* [TASK STATEMENT] Set down the line that contains "arrays such as" and every line after it to the end of the entries, exactly as they stand and nothing more.

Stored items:
◆ ◆ ◆ ◆

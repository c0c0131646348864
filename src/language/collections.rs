use crate::language::{
    errors::{CompileResult, ErrorKind},
    expression::{Checker, Expression, FunctionCall},
    lexer::scan,
    scope::Descriptor,
    source::{matching_close, split_top_level},
    token::identifier_problem,
    types::{ArrayType, Primitive, TypeAnnotation},
};

/// An array-valued expression. Arrays support no operators, so this is
/// always a literal, a name or a call.
#[derive(Clone, Debug, PartialEq)]
pub enum ArrayExpression {
    Literal { ty: ArrayType, items: Vec<ArrayItem> },
    Variable { name: String, ty: ArrayType },
    Call(FunctionCall),
}

#[derive(Clone, Debug, PartialEq)]
pub enum ArrayItem {
    Scalar(Expression),
    Row(Vec<ArrayItem>),
}

/// `name[i]...[k]` with one index per dimension.
#[derive(Clone, Debug, PartialEq)]
pub struct ArrayIndexing {
    pub name: String,
    pub indices: Vec<Expression>,
    pub ty: Primitive,
}

impl<'a> Checker<'a> {
    pub fn array_expression(&self, text: &str, expected: &ArrayType) -> CompileResult<ArrayExpression> {
        let text = text.trim();
        if text.starts_with('[') {
            let items = self.array_literal(text, expected)?;
            return Ok(ArrayExpression::Literal {
                ty: expected.clone(),
                items,
            });
        }
        let tokens = scan(text, self.line)?;
        let token = match tokens.as_slice() {
            [] => return Err(self.error(ErrorKind::EmptyExpression, "expected an array")),
            [token] => token.as_str(),
            _ => {
                return Err(self.error(
                    ErrorKind::TypeMismatch,
                    format!("`{text}` is not an array; arrays cannot be combined with operators"),
                ))
            }
        };
        if token.ends_with(')') && token.contains('(') {
            let call = self.call(token)?;
            if matches!(&call.returns, TypeAnnotation::Array(ty) if ty == expected) {
                return Ok(ArrayExpression::Call(call));
            }
            return Err(self.error(
                ErrorKind::TypeMismatch,
                format!("expected {expected}, but `{}` returns {}", call.name, call.returns),
            ));
        }
        match self.tables.lookup(token) {
            Some(Descriptor::Array(array)) if array.ty == *expected => Ok(ArrayExpression::Variable {
                name: array.name,
                ty: array.ty,
            }),
            Some(Descriptor::Array(array)) => Err(self.error(
                ErrorKind::TypeMismatch,
                format!("expected {expected}, but `{}` is {}", array.name, array.ty),
            )),
            Some(other) => Err(self.error(
                ErrorKind::TypeMismatch,
                format!("expected {expected}, but `{token}` is a {}", other.describe()),
            )),
            None if identifier_problem(token).is_none() => Err(self.error(
                ErrorKind::NotFound,
                format!("`{token}` is not declared in this scope"),
            )),
            None => Err(self.error(
                ErrorKind::TypeMismatch,
                format!("expected {expected}, found `{token}`"),
            )),
        }
    }

    fn array_literal(&self, text: &str, expected: &ArrayType) -> CompileResult<Vec<ArrayItem>> {
        if matching_close(text, 0) != Some(text.len() - 1) {
            return Err(self.error(
                ErrorKind::UnbalancedBrackets,
                format!("array literal `{text}` is not closed by its final `]`"),
            ));
        }
        let parts = split_top_level(&text[1..text.len() - 1], ',');
        let size = expected.dimensions.first().copied().unwrap_or_default();
        if parts.len() != size {
            return Err(self.error(
                ErrorKind::TypeMismatch,
                format!(
                    "array literal has {} element(s) but {expected} needs {size}",
                    parts.len()
                ),
            ));
        }
        match expected.row() {
            None => parts
                .iter()
                .map(|part| {
                    let element = self.expression(part)?;
                    if element.ty != expected.base {
                        return Err(self.error(
                            ErrorKind::TypeMismatch,
                            format!(
                                "array of {} cannot hold `{part}` of type {}",
                                expected.base, element.ty
                            ),
                        ));
                    }
                    Ok(ArrayItem::Scalar(element))
                })
                .collect(),
            Some(row) => parts
                .iter()
                .map(|part| {
                    if !part.starts_with('[') {
                        return Err(self.error(
                            ErrorKind::TypeMismatch,
                            format!("expected a row of type {row}, found `{part}`"),
                        ));
                    }
                    self.array_literal(part, &row).map(ArrayItem::Row)
                })
                .collect(),
        }
    }

    /// Parses `name[i][j]`, checking every literal index against its dimension.
    pub fn array_indexing(&self, token: &str) -> CompileResult<ArrayIndexing> {
        let open = token.find('[').unwrap_or(token.len());
        let name = &token[..open];
        let mut index_texts = Vec::new();
        let mut cursor = open;
        while cursor < token.len() {
            let close = match matching_close(token, cursor) {
                Some(close) if token[cursor..].starts_with('[') => close,
                _ => {
                    return Err(self.error(
                        ErrorKind::UnexpectedToken,
                        format!("`{token}` is not a well-formed index"),
                    ))
                }
            };
            index_texts.push(&token[cursor + 1..close]);
            cursor = close + 1;
        }
        let array = match self.tables.resolve(name, self.line)? {
            Descriptor::Array(array) => array,
            other => {
                return Err(self.error(
                    ErrorKind::TypeMismatch,
                    format!("`{name}` is a {} and cannot be indexed", other.describe()),
                ))
            }
        };
        if index_texts.len() != array.ty.dimensions.len() {
            return Err(self.error(
                ErrorKind::TypeMismatch,
                format!(
                    "`{name}` has {} dimension(s) but is indexed with {}",
                    array.ty.dimensions.len(),
                    index_texts.len()
                ),
            ));
        }
        let indices = index_texts
            .iter()
            .zip(&array.ty.dimensions)
            .map(|(text, size)| {
                let index = self.expect(text, Primitive::Int, "an array index")?;
                match index.int_constant() {
                    Some(value) if value < 0 || value >= *size as i64 => Err(self.error(
                        ErrorKind::IndexOutOfBounds,
                        format!("index {value} is out of bounds for `{name}` of type {}", array.ty),
                    )
                    .with_help(format!("valid indices run from 0 to {}", size.saturating_sub(1)))),
                    _ => Ok(index),
                }
            })
            .collect::<CompileResult<Vec<_>>>()?;
        Ok(ArrayIndexing {
            name: array.name,
            indices,
            ty: array.ty.base,
        })
    }
}
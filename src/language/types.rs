use crate::language::{
    context::CompilationContext,
    errors::{CompileError, CompileResult, ErrorKind},
};
use nom::{
    branch::alt,
    character::complete::{alpha1, char, digit1, space0},
    combinator::{all_consuming, map, map_opt, map_res},
    multi::{many1, separated_list1},
    sequence::{delimited, pair},
    IResult,
};
use std::fmt;

#[derive(Clone, Copy, Debug, PartialEq, Eq, Hash)]
pub enum Primitive {
    Int,
    Float,
    Bool,
    Byte,
    String,
    /// Only legal as the return type of `main`.
    IO,
}

impl Primitive {
    pub fn from_keyword(word: &str) -> Option<Self> {
        match word {
            "int" => Some(Primitive::Int),
            "float" => Some(Primitive::Float),
            "bool" => Some(Primitive::Bool),
            "byte" => Some(Primitive::Byte),
            "string" => Some(Primitive::String),
            "IO" => Some(Primitive::IO),
            _ => None,
        }
    }

    pub fn keyword(self) -> &'static str {
        match self {
            Primitive::Int => "int",
            Primitive::Float => "float",
            Primitive::Bool => "bool",
            Primitive::Byte => "byte",
            Primitive::String => "string",
            Primitive::IO => "IO",
        }
    }

    pub fn go_name(self) -> &'static str {
        match self {
            Primitive::Float => "float64",
            Primitive::IO => "",
            other => other.keyword(),
        }
    }

    pub fn is_numeric(self) -> bool {
        matches!(self, Primitive::Int | Primitive::Float)
    }
}

impl fmt::Display for Primitive {
    fn fmt(&self, f: &mut fmt::Formatter<'_>) -> fmt::Result {
        f.write_str(self.keyword())
    }
}

#[derive(Clone, Copy, Debug, PartialEq, Eq)]
pub enum Mutability {
    Immutable,
    Mutable,
}

impl Mutability {
    pub fn is_mutable(self) -> bool {
        matches!(self, Mutability::Mutable)
    }
}

/// Element type plus fixed dimension sizes, outermost first.
#[derive(Clone, Debug, PartialEq, Eq)]
pub struct ArrayType {
    pub base: Primitive,
    pub dimensions: Vec<usize>,
}

impl ArrayType {
    pub fn new(base: Primitive, dimensions: Vec<usize>) -> Self {
        Self { base, dimensions }
    }

    /// Type of one row, or `None` for a one-dimensional array.
    pub fn row(&self) -> Option<ArrayType> {
        if self.dimensions.len() > 1 {
            Some(ArrayType::new(self.base, self.dimensions[1..].to_vec()))
        } else {
            None
        }
    }

    pub fn go_name(&self) -> String {
        let mut out = String::new();
        for dim in &self.dimensions {
            out.push_str(&format!("[{dim}]"));
        }
        out.push_str(self.base.go_name());
        out
    }
}

impl fmt::Display for ArrayType {
    fn fmt(&self, f: &mut fmt::Formatter<'_>) -> fmt::Result {
        write!(f, "{}", self.base)?;
        for dim in &self.dimensions {
            write!(f, "[{dim}]")?;
        }
        Ok(())
    }
}

#[derive(Clone, Debug, PartialEq, Eq)]
pub struct TuplePattern {
    pub fields: Vec<Primitive>,
}

impl TuplePattern {
    pub fn new(fields: Vec<Primitive>) -> Self {
        Self { fields }
    }

    pub fn arity(&self) -> usize {
        self.fields.len()
    }

    pub fn carrier_name(arity: usize) -> String {
        format!("tuple{arity}")
    }

    pub fn go_name(&self) -> String {
        let args = self
            .fields
            .iter()
            .map(|field| field.go_name())
            .collect::<Vec<_>>()
            .join(", ");
        format!("{}[{args}]", Self::carrier_name(self.arity()))
    }
}

impl fmt::Display for TuplePattern {
    fn fmt(&self, f: &mut fmt::Formatter<'_>) -> fmt::Result {
        let fields = self
            .fields
            .iter()
            .map(|field| field.keyword())
            .collect::<Vec<_>>()
            .join(", ");
        write!(f, "({fields})")
    }
}

/// A written type. As a function's return type this is its return domain:
/// primitive, derived (array) or tuple.
#[derive(Clone, Debug, PartialEq, Eq)]
pub enum TypeAnnotation {
    Primitive(Primitive),
    Array(ArrayType),
    Tuple(TuplePattern),
}

impl TypeAnnotation {
    pub fn go_name(&self) -> String {
        match self {
            TypeAnnotation::Primitive(ty) => ty.go_name().to_string(),
            TypeAnnotation::Array(ty) => ty.go_name(),
            TypeAnnotation::Tuple(pattern) => pattern.go_name(),
        }
    }

    pub fn is_io(&self) -> bool {
        matches!(self, TypeAnnotation::Primitive(Primitive::IO))
    }
}

impl fmt::Display for TypeAnnotation {
    fn fmt(&self, f: &mut fmt::Formatter<'_>) -> fmt::Result {
        match self {
            TypeAnnotation::Primitive(ty) => write!(f, "{ty}"),
            TypeAnnotation::Array(ty) => write!(f, "{ty}"),
            TypeAnnotation::Tuple(pattern) => write!(f, "{pattern}"),
        }
    }
}

fn primitive(input: &str) -> IResult<&str, Primitive> {
    map_opt(alpha1, |word: &str| match Primitive::from_keyword(word) {
        Some(Primitive::IO) | None => None,
        some => some,
    })(input)
}

fn dimension(input: &str) -> IResult<&str, usize> {
    delimited(char('['), map_res(digit1, |digits: &str| digits.parse::<usize>()), char(']'))(input)
}

fn array_type(input: &str) -> IResult<&str, ArrayType> {
    map(pair(primitive, many1(dimension)), |(base, dimensions)| {
        ArrayType::new(base, dimensions)
    })(input)
}

fn tuple_pattern(input: &str) -> IResult<&str, TuplePattern> {
    map(
        delimited(
            pair(char('('), space0),
            separated_list1(delimited(space0, char(','), space0), primitive),
            pair(space0, char(')')),
        ),
        TuplePattern::new,
    )(input)
}

fn io(input: &str) -> IResult<&str, Primitive> {
    map_opt(alpha1, |word: &str| (word == "IO").then_some(Primitive::IO))(input)
}

fn annotation(input: &str) -> IResult<&str, TypeAnnotation> {
    alt((
        map(tuple_pattern, TypeAnnotation::Tuple),
        map(array_type, TypeAnnotation::Array),
        map(primitive, TypeAnnotation::Primitive),
        map(io, TypeAnnotation::Primitive),
    ))(input)
}

/// Parses a type annotation such as `int`, `float[3][2]` or `(int, bool)`,
/// recording the arity of any tuple pattern so its carrier type is emitted.
pub fn parse_annotation(
    text: &str,
    line: usize,
    context: &mut CompilationContext,
) -> CompileResult<TypeAnnotation> {
    let text = text.trim();
    let (_, parsed) = all_consuming(annotation)(text).map_err(|_| {
        CompileError::new(
            ErrorKind::MalformedDeclaration,
            line,
            format!("`{text}` is not a valid type"),
        )
        .with_help(annotation_help())
    })?;
    if let TypeAnnotation::Tuple(pattern) = &parsed {
        context.require_tuple(pattern.arity());
    }
    Ok(parsed)
}

fn annotation_help() -> String {
    "types are `int`, `float`, `bool`, `byte`, `string`, arrays such as `int[3]`, or tuples such as `(int, float)`"
        .into()
}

◆ ◆ ◆ ◆

* [RESULT OF THE EXERCISE]
    "types are `int`, `float`, `bool`, `byte`, `string`, arrays such as `int[3]`, or tuples such as `(int, float)`"
        .into()
}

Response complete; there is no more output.